## What you are asked to do
Find the line containing "the stored hash." in the entries below. Restate it and each line after it, word for word, up to and including the line containing "let account = ParentAccount".

*** Opening of Given entries ***

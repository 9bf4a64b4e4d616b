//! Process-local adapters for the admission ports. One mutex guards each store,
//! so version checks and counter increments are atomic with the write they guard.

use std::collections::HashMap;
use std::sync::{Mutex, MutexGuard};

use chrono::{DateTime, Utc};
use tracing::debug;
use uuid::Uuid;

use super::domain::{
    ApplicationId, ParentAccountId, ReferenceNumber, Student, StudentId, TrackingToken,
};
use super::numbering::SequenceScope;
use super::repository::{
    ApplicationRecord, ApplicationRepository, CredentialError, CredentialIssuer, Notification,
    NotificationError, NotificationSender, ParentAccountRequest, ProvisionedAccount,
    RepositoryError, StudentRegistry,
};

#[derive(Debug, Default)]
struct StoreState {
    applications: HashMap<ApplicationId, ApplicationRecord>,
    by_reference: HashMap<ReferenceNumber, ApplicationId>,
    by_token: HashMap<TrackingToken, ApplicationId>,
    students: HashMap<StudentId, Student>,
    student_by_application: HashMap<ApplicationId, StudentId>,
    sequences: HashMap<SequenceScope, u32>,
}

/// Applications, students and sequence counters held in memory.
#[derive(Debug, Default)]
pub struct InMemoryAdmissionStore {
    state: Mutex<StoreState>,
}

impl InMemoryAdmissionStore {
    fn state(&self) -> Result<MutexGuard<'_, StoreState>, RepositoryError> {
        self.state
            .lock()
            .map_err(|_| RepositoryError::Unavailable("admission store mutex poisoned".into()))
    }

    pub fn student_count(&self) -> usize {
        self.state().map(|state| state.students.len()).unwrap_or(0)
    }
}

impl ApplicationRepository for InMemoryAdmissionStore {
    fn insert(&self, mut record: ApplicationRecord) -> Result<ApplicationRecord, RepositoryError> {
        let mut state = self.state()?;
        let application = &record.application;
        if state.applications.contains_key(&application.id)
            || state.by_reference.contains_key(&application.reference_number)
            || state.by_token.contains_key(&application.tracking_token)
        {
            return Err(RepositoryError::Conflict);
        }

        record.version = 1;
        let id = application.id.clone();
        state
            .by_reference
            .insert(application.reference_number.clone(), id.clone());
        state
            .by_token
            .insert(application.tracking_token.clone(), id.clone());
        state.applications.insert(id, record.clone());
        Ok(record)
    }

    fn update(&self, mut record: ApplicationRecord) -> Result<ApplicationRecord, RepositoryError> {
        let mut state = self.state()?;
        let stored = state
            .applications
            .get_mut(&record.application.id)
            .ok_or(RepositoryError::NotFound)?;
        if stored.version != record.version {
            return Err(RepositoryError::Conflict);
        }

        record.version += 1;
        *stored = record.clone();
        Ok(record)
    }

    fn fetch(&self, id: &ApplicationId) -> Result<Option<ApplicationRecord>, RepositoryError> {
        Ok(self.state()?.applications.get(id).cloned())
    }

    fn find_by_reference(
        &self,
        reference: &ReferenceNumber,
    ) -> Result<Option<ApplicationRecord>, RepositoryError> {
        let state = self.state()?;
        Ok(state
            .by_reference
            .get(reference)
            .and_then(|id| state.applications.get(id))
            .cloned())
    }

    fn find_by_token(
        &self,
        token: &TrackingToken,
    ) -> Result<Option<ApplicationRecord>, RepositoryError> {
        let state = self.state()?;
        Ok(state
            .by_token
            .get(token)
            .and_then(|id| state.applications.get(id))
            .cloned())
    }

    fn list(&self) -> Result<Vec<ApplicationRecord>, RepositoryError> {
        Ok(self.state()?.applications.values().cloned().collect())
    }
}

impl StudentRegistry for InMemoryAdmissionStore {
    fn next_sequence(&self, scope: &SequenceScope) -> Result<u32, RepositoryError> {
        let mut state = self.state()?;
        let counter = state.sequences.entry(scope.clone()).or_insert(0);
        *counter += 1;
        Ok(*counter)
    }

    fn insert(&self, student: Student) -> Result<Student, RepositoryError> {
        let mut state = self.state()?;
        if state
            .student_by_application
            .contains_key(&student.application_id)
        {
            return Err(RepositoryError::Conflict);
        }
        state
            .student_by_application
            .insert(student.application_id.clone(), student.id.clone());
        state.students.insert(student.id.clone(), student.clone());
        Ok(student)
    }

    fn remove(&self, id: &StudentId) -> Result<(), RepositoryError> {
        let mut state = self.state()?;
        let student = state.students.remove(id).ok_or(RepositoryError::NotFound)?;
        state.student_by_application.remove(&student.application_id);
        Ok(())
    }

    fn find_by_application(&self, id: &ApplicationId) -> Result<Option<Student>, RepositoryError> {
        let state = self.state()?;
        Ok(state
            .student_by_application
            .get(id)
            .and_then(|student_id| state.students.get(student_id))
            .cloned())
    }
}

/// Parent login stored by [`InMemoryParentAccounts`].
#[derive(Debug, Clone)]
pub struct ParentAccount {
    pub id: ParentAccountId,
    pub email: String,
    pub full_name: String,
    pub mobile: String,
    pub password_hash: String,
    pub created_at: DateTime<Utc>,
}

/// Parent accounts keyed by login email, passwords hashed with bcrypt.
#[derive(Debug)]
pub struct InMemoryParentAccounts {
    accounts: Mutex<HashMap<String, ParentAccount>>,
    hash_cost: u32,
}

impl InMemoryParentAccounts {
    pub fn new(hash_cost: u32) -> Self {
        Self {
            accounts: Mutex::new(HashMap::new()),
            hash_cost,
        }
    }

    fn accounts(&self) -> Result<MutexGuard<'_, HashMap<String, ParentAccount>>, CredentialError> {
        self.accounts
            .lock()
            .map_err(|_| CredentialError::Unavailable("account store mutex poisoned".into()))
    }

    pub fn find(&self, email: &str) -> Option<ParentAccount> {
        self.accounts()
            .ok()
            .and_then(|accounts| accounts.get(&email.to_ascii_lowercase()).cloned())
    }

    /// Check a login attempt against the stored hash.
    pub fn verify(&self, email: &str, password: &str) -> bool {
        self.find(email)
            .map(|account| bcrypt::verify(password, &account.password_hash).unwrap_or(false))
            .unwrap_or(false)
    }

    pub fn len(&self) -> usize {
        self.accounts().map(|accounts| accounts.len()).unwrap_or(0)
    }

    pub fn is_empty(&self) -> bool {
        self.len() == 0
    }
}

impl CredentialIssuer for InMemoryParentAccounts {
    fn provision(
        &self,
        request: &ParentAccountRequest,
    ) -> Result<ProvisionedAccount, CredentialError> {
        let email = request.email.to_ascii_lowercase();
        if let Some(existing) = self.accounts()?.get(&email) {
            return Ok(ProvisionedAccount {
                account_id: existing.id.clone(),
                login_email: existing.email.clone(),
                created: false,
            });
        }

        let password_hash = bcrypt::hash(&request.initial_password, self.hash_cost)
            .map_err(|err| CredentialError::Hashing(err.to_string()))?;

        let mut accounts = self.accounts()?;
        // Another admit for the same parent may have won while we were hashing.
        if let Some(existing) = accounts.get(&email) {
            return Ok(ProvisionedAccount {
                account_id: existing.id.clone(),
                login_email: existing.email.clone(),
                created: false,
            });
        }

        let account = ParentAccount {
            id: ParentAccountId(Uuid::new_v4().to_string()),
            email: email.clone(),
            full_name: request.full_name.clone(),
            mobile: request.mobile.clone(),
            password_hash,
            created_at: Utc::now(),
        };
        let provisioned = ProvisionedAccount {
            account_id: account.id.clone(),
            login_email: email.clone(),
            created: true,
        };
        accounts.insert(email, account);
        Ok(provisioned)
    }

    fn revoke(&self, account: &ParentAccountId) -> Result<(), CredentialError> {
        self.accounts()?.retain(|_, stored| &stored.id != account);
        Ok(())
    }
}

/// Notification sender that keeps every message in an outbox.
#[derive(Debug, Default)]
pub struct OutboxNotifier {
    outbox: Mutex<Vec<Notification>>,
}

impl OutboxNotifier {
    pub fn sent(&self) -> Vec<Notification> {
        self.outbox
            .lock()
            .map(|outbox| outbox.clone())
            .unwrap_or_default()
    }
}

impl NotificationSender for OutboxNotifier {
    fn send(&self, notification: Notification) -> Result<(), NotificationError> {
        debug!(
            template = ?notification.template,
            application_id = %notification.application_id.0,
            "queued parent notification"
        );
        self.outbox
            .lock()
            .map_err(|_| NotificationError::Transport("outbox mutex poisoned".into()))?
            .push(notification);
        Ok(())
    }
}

*** Close of Given entries ***

## Result for this task
    /// Check a login attempt against the stored hash.
    pub fn verify(&self, email: &str, password: &str) -> bool {
        self.find(email)
            .map(|account| bcrypt::verify(password, &account.password_hash).unwrap_or(false))
            .unwrap_or(false)
    }

    pub fn len(&self) -> usize {
        self.accounts().map(|accounts| accounts.len()).unwrap_or(0)
    }

    pub fn is_empty(&self) -> bool {
        self.len() == 0
    }
}

impl CredentialIssuer for InMemoryParentAccounts {
    fn provision(
        &self,
        request: &ParentAccountRequest,
    ) -> Result<ProvisionedAccount, CredentialError> {
        let email = request.email.to_ascii_lowercase();
        if let Some(existing) = self.accounts()?.get(&email) {
            return Ok(ProvisionedAccount {
                account_id: existing.id.clone(),
                login_email: existing.email.clone(),
                created: false,
            });
        }

        let password_hash = bcrypt::hash(&request.initial_password, self.hash_cost)
            .map_err(|err| CredentialError::Hashing(err.to_string()))?;

        let mut accounts = self.accounts()?;
        // Another admit for the same parent may have won while we were hashing.
        if let Some(existing) = accounts.get(&email) {
            return Ok(ProvisionedAccount {
                account_id: existing.id.clone(),
                login_email: existing.email.clone(),
                created: false,
            });
        }

        let account = ParentAccount {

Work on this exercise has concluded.